Stored data:

-=-=-=-=-

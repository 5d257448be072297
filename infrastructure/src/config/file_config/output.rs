//! Output configuration from TOML (`[output]` section)

use council_domain::OutputFormat;
use serde::{Deserialize, Serialize};

// Re-export OutputFormat from domain for convenience
pub use council_domain::OutputFormat as FileOutputFormat;

/// Raw output configuration from TOML
#[derive(Debug, Clone, Serialize, Deserialize)]
#[serde(default)]
pub struct FileOutputConfig {
    /// Output format; the CLI flag wins when both are given
    pub format: Option<OutputFormat>,
    /// Enable colored terminal output
    pub color: bool,
}

impl Default for FileOutputConfig {
    fn default() -> Self {
        Self {
            format: None,
            color: true,
        }
    }
}

#[cfg(test)]
mod tests {
    use super::*;

    #[test]
    fn test_format_defaults_to_unset() {
        let config = FileOutputConfig::default();
        assert_eq!(config.format, None);
        assert!(config.color);
    }

    #[test]
    fn test_output_format_deserialize() {
        let toml_str = r#"
[output]
format = "json"
"#;
        let config: super::super::FileConfig = toml::from_str(toml_str).unwrap();
        assert_eq!(config.output.format, Some(OutputFormat::Json));
    }
}
//! Council membership: endpoints, members, the ordered roster and the chairman.
//!
//! All of these are loaded once at startup and never mutated afterwards.
//! The roster is shared read-only across every concurrent call of every
//! session.

use crate::core::error::DomainError;
use crate::core::model::Model;
use serde::{Deserialize, Serialize};
use std::collections::HashSet;

/// Network address plus the model to invoke there
#[derive(Debug, Clone, PartialEq, Eq, Hash, Serialize, Deserialize)]
pub struct Endpoint {
    /// Base URL of the backend, e.g. `http://100.64.243.5:11434`
    pub url: String,
    pub model: Model,
}

impl Endpoint {
    pub fn new(url: impl Into<String>, model: impl Into<Model>) -> Self {
        Self {
            url: url.into(),
            model: model.into(),
        }
    }

    /// Join an API path onto the base URL without doubling slashes
    pub fn api_url(&self, path: &str) -> String {
        format!(
            "{}/{}",
            self.url.trim_end_matches('/'),
            path.trim_start_matches('/')
        )
    }
}

impl std::fmt::Display for Endpoint {
    fn fmt(&self, f: &mut std::fmt::Formatter<'_>) -> std::fmt::Result {
        write!(f, "{} @ {}", self.model, self.url)
    }
}

/// A peer on the council
#[derive(Debug, Clone, PartialEq, Eq, Serialize, Deserialize)]
pub struct Member {
    /// Logical name, unique within a roster
    pub name: String,
    pub endpoint: Endpoint,
}

impl Member {
    pub fn new(name: impl Into<String>, url: impl Into<String>, model: impl Into<Model>) -> Self {
        Self {
            name: name.into(),
            endpoint: Endpoint::new(url, model),
        }
    }
}

/// Ordered sequence of council members
///
/// Order is significant: it is the fan-out order, the keying order of every
/// result mapping, and it defines ring adjacency for peer review.
/// A roster always has at least two members with distinct names.
#[derive(Debug, Clone, PartialEq, Eq)]
pub struct Roster {
    members: Vec<Member>,
}

impl Roster {
    /// Minimum roster size for a non-degenerate review ring
    pub const MIN_MEMBERS: usize = 2;

    pub fn new(members: Vec<Member>) -> Result<Self, DomainError> {
        if members.is_empty() {
            return Err(DomainError::EmptyRoster);
        }
        if members.len() < Self::MIN_MEMBERS {
            return Err(DomainError::RosterTooSmall(members.len()));
        }

        let mut seen = HashSet::new();
        for member in &members {
            if member.name.trim().is_empty() {
                return Err(DomainError::InvalidMember("member name cannot be empty".to_string()));
            }
            if member.endpoint.url.trim().is_empty() {
                return Err(DomainError::InvalidMember(format!(
                    "{}: url cannot be empty",
                    member.name
                )));
            }
            if member.endpoint.model.is_empty() {
                return Err(DomainError::InvalidMember(format!(
                    "{}: model cannot be empty",
                    member.name
                )));
            }
            if !seen.insert(member.name.as_str()) {
                return Err(DomainError::DuplicateMember(member.name.clone()));
            }
        }

        Ok(Self { members })
    }

    pub fn members(&self) -> &[Member] {
        &self.members
    }

    pub fn iter(&self) -> impl Iterator<Item = &Member> {
        self.members.iter()
    }

    pub fn len(&self) -> usize {
        self.members.len()
    }

    pub fn is_empty(&self) -> bool {
        self.members.is_empty()
    }

    pub fn names(&self) -> Vec<&str> {
        self.members.iter().map(|m| m.name.as_str()).collect()
    }
}

/// The single authority that writes the final synthesis
#[derive(Debug, Clone, PartialEq, Eq)]
pub struct Chairman {
    pub endpoint: Endpoint,
}

impl Chairman {
    /// Label used for logging and progress
    pub const LABEL: &'static str = "CHAIRMAN";

    pub fn new(url: impl Into<String>, model: impl Into<Model>) -> Self {
        Self {
            endpoint: Endpoint::new(url, model),
        }
    }
}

-=-=-=-=-

> _Prompt_
Up to and including the line with "both are given", write out the records above exactly, starting from their first line.

> _Answer space_
repository 5d257448be072297
filename infrastructure/src/config/file_config/output.rs
//! Output configuration from TOML (`[output]` section)

use council_domain::OutputFormat;
use serde::{Deserialize, Serialize};

// Re-export OutputFormat from domain for convenience
pub use council_domain::OutputFormat as FileOutputFormat;

/// Raw output configuration from TOML
#[derive(Debug, Clone, Serialize, Deserialize)]
#[serde(default)]
pub struct FileOutputConfig {
    /// Output format; the CLI flag wins when both are given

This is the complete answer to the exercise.